Before Vercel, I had hosted my blog using Cloudflare and before that, on Github pages (github.io).

The one-click deploy button is the primary reason I decided to stay with Vercel. I have hopes to make websites for others, making it straightforward create an account and get straight into a demo. Vercel allows me to do that in one-click.

Hosting media: Cloudinary

There are great third-party media integration choices to make, and I chose to use Cloudinary for all media (videoes, images). I made this change around early September 2024 to write about my travel experiences with all the images to share. Avoiding using external image hosts because they may go out overnight in a rug pull sometimes.

MDX, AST, plugins

Abstract syntax trees (ASTs) are new to me. Making the switch from SSG, to server-side rendering (SSR), meant the need to handroll some parts of rendering MDX data to serve HTML pages. Between the MDX and HTML layers is a pipeline to convert data structures to HTML. The text you are reading now used to be rendered by hand, but I've moved to use Tina's Markup plugin, Remark, behind the scenes. I can render custom plugins such as iFrames featuring google maps, Cloudinary media player, even custom components such as Shadcn library inside Tina's Slate rich text editor.
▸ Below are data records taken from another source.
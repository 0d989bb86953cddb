//! Segmentation & scoring engine: clusters a customer batch, scores purchase
//! propensity, summarizes each segment and publishes recipient lists to the
//! segment cache.

use campaign_cache::{SegmentMap, SegmentWriter};
use campaign_core::types::{
    CachedCustomer, CampaignReport, CustomerRecord, DeliveryChannel, SegmentSummary,
};
use campaign_core::{CampaignError, CampaignResult};
use ndarray::Array2;
use std::collections::HashMap;
use std::hash::Hash;
use std::io::Read;
use std::time::Instant;
use tracing::info;
use uuid::Uuid;

use crate::encoding::encode_column;
use crate::ingest::{load_customers, CustomerTable};
use crate::kmeans::{self, KMeansParams};
use crate::logistic::{self, LogisticParams};
use crate::scaler::StandardScaler;

/// Number of customers echoed back per segment.
pub const PREVIEW_SIZE: usize = 5;

/// Cluster id and purchase probability for every row of a batch.
#[derive(Debug, Clone)]
pub struct ScoredBatch {
    pub labels: Vec<usize>,
    pub probabilities: Vec<f64>,
}

pub struct SegmentationEngine {
    cache: SegmentWriter,
    kmeans: KMeansParams,
    logistic: LogisticParams,
    preview_size: usize,
}

impl SegmentationEngine {
    pub fn new(cache: SegmentWriter) -> Self {
        Self {
            cache,
            kmeans: KMeansParams::default(),
            logistic: LogisticParams::default(),
            preview_size: PREVIEW_SIZE,
        }
    }

    /// Ingest a CSV upload and run the full pipeline on it.
    pub fn execute_csv<R: Read>(&self, reader: R) -> CampaignResult<CampaignReport> {
        let table = load_customers(reader)?;
        self.execute(&table)
    }

    /// Cluster, score and summarize `table`, then replace the segment cache.
    /// The cache is left untouched if any step fails.
    pub fn execute(&self, table: &CustomerTable) -> CampaignResult<CampaignReport> {
        let run_id = Uuid::new_v4();
        let start = Instant::now();
        let records = &table.records;

        let scored = self.score(records)?;
        let (segments, staged) = summarize(records, &scored, self.preview_size);
        let overall = overall_conversion(&scored.probabilities);

        let generation = self.cache.replace_all(staged);

        let elapsed_ms = start.elapsed().as_millis() as u64;
        metrics::counter!("campaign.executions").increment(1);
        metrics::counter!("campaign.customers_ingested").increment(records.len() as u64);
        metrics::histogram!("campaign.execution_ms").record(elapsed_ms as f64);
        info!(
            run_id = %run_id,
            customers = records.len(),
            duplicates_removed = table.duplicates_removed,
            segments = segments.len(),
            overall_expected_conversion = overall,
            cache_generation = generation,
            elapsed_ms,
            "Campaign executed"
        );

        Ok(CampaignReport {
            total_customers: records.len(),
            overall_expected_conversion: overall,
            segments,
        })
    }

    /// Cluster assignment and purchase probability per record.
    pub fn score(&self, records: &[CustomerRecord]) -> CampaignResult<ScoredBatch> {
        if records.is_empty() {
            return Err(CampaignError::DegenerateInput(
                "the upload contains no customers".to_string(),
            ));
        }
        let labels: Vec<bool> = records.iter().map(|r| r.purchased).collect();
        if labels.iter().all(|&l| l == labels[0]) {
            return Err(CampaignError::DegenerateInput(
                "purchased has a single class; at least one buyer and one non-buyer are required"
                    .to_string(),
            ));
        }

        let cluster_features = Array2::from_shape_fn((records.len(), 3), |(i, j)| {
            let r = &records[i];
            match j {
                0 => f64::from(r.age),
                1 => r.income_lpa,
                _ => r.total_engagement,
            }
        });
        let clustering = kmeans::fit(
            &self.kmeans,
            &StandardScaler::fit_transform(&cluster_features)?,
        )?;

        let insurance_codes = encode_column(records.iter().map(|r| r.insurance_type.as_str()));
        let life_event_codes = encode_column(records.iter().map(|r| r.life_event.as_str()));
        let model_features = Array2::from_shape_fn((records.len(), 5), |(i, j)| {
            let r = &records[i];
            match j {
                0 => f64::from(r.age),
                1 => r.income_lpa,
                2 => r.total_engagement,
                3 => insurance_codes[i] as f64,
                _ => life_event_codes[i] as f64,
            }
        });
        let model_scaled = StandardScaler::fit_transform(&model_features)?;
        let model = logistic::fit(&self.logistic, &model_scaled, &labels)?;

        Ok(ScoredBatch {
            labels: clustering.labels,
            probabilities: model.predict_proba(&model_scaled).to_vec(),
        })
    }
}

/// Per-segment summaries in order of first appearance, plus the full
/// recipient list of each segment for the cache.
pub fn summarize(
    records: &[CustomerRecord],
    scored: &ScoredBatch,
    preview_size: usize,
) -> (Vec<SegmentSummary>, SegmentMap) {
    let mut order: Vec<usize> = Vec::new();
    let mut members: HashMap<usize, Vec<usize>> = HashMap::new();
    for (row, &cluster_id) in scored.labels.iter().enumerate() {
        members
            .entry(cluster_id)
            .or_insert_with(|| {
                order.push(cluster_id);
                Vec::new()
            })
            .push(row);
    }

    let mut staged = SegmentMap::with_capacity(order.len());
    let mut summaries = Vec::with_capacity(order.len());

    for cluster_id in order {
        let rows = members.remove(&cluster_id).unwrap_or_default();
        let customers: Vec<CachedCustomer> = rows
            .iter()
            .map(|&row| {
                let r = &records[row];
                CachedCustomer {
                    name: r.name.clone(),
                    email: r.email.clone(),
                    phone_number: r.phone_number.clone(),
                    purchase_probability: scored.probabilities[row],
                }
            })
            .collect();

        let probabilities: Vec<f64> = rows.iter().map(|&row| scored.probabilities[row]).collect();
        let insurance_type =
            dominant(rows.iter().map(|&row| records[row].insurance_type.as_str()))
                .unwrap_or_default()
                .to_string();
        let recommended_channel =
            dominant(rows.iter().map(|&row| records[row].most_active_platform))
                .map(DeliveryChannel::recommended_for)
                .unwrap_or(DeliveryChannel::Whatsapp);

        summaries.push(SegmentSummary {
            cluster_id,
            customer_count: rows.len(),
            average_purchase_probability: round4(mean(&probabilities)),
            insurance_type,
            recommended_channel,
            customers_preview: customers.iter().take(preview_size).cloned().collect(),
        });
        staged.insert(cluster_id, customers);
    }

    (summaries, staged)
}

/// Most frequent value; ties go to the value encountered first.
pub fn dominant<T: Eq + Hash + Copy>(values: impl IntoIterator<Item = T>) -> Option<T> {
    let mut counts: HashMap<T, (usize, usize)> = HashMap::new();
    for (position, value) in values.into_iter().enumerate() {
        counts.entry(value).or_insert((0, position)).0 += 1;
    }
    counts
        .into_iter()
        .max_by(|(_, (count_a, first_a)), (_, (count_b, first_b))| {
            count_a.cmp(count_b).then(first_b.cmp(first_a))
        })
        .map(|(value, _)| value)
}

/// Mean purchase probability over every scored customer, to four places.
fn overall_conversion(probabilities: &[f64]) -> f64 {
    round4(mean(probabilities))
}

fn mean(values: &[f64]) -> f64 {
    if values.is_empty() {
        return 0.0;
    }
    values.iter().sum::<f64>() / values.len() as f64
}

pub fn round4(value: f64) -> f64 {
    (value * 10_000.0).round() / 10_000.0
}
Server-side rendering, server components

The /travels part of this website is written mostly in React, and use of SSR to paint what you see on the browser means a separation of frontend and backend. The method in which media, fonts, plugins (such as code and pre block highlighting), has to be thought differently.

Linting and tests

Refactoring this site to add structure to code was added only when expanding /travels. Prevent code regression with light routing tests, allow endpoints to be changed and components to move locations and be grouped by type. As more code enters in separate windows of code, linting helps unify the code patterns with rules. I adopted to use Biome for linting and Playwright for simple tests.